Historical TSP Fund Performance

Historical TSP Charts

Using the market index data for the TSP C and S fund we were able to calculate the TSP C and TSP S share prices back to 1987 when the TSP S fund's index was first developed.  We were also able to extrapolate the TSP G fund prices using the TSP websites monthly returns back to this time also.  We wanted to research strategies for the funds and this required looking back further than 2003.   This also enabled us to produce charts like the one below.

TSP Charts since 1990

It is surprising the two US equity funds are in a dead heat looking back over 27 years.  But as you see, it has not always been this close.  During the 2000 stock market bubble, the SP500 outperformed significantly and the TSP S fund (which I call the non-sp500 index) lagged except during that melt up in late 1999. The two funds were back to even by 2011 after taking beating during the two bear markets.  

The Thrift Savings Plan began publishing daily prices in 2003 with all the funds starting with a share price of 10.  The chart below is the typical chart found on many website.  The problem with this chart is that it begins shortly after the market bottom in 2003 which makes it a little misleading from a long-term perspective. Why?  Because as you see in the chart above, the small caps were behind the large cap TSP C fund in 2003 and had some catching up to do.  

TSP Fund Performance

A couple of key points from these longer term charts are small cap stocks do not always grow faster than the large cap stocks.  But the small caps have been more volatile meaning they advance more in bull markets and lose more in bear markets. The same is usually true in market corrections.

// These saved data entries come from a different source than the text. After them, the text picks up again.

//! Short random names for uploaded files.
//!
//! Names are `NAME_LEN` characters drawn uniformly from an alphabet without
//! visually ambiguous symbols, followed by the original extension. The
//! generator does not check uniqueness; the catalog's unique constraint on
//! `name` does.

use rand::{Rng, SeedableRng, rngs::StdRng};
use std::sync::Mutex;

/// Number of random characters in a generated name.
pub const NAME_LEN: usize = 5;

/// Uppercase without `I` and `O`, lowercase without `l`, digits without `0` and `1`.
pub const ALPHABET: &[u8] = b"ABCDEFGHJKLMNPQRSTUVWXYZabcdefghijkmnopqrstuvwxyz23456789";

/// Owned random name source, seeded once at construction.
#[derive(Debug)]
pub struct NameGenerator {
    rng: Mutex<StdRng>,
}

impl NameGenerator {
    /// Seed from OS entropy.
    pub fn from_entropy() -> Self {
        Self {
            rng: Mutex::new(StdRng::from_entropy()),
        }
    }

    /// Deterministic generator for tests and reproducible runs.
    pub fn with_seed(seed: u64) -> Self {
        Self {
            rng: Mutex::new(StdRng::seed_from_u64(seed)),
        }
    }

    /// Return `<NAME_LEN random characters><extension>`.
    pub fn generate(&self, extension: &str) -> String {
        // A poisoned lock still holds a usable rng.
        let mut rng = self.rng.lock().unwrap_or_else(|poisoned| poisoned.into_inner());
        let mut name = String::with_capacity(NAME_LEN + extension.len());
        for _ in 0..NAME_LEN {
            name.push(ALPHABET[rng.gen_range(0..ALPHABET.len())] as char);
        }
        name.push_str(extension);
        name
    }
}

impl Default for NameGenerator {
    fn default() -> Self {
        Self::from_entropy()
    }
}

Because of this small caps tendencies we found they were an especially good candidate for the strategy we were researching at the time that reduces market exposure during the summer and fall of the year the weaker months of the year for the stock market.  Take a look.

You may have heard of the saying "Sell in May".  In my research of newsletters and investment strategies, I discovered a widely followed newsletter written by Sy Harding who developed an advanced but simple version of "Sell in May" that was designed for broad index funds. Since Sy's strategy only required two allocation changes a year, it met my qualification as "simple" and could be used on TSP accounts.  He applied his strategy to the Dow Jones Industrial Averages with extraordinary results.  

The next chart is a little hard to believe.

Building off his work, we optimized the seasonal strategy for the TSP US equity funds. It works best with the TSP S fund.  The chart below shows what happens when you move to the TSP G fund for the summer and fall months based off this objective strategy. See why I consider this the best TSP investment strategy.

TSP Chart since 1993

And a little hint at what has driven all the market rallies this bull market - and it ain't the economy or profits.

In the next section we look closer at the current market cycle topping tug-o-war.

Technical Analyst are a dime-a-dozen, make sure you know what is driving the market too.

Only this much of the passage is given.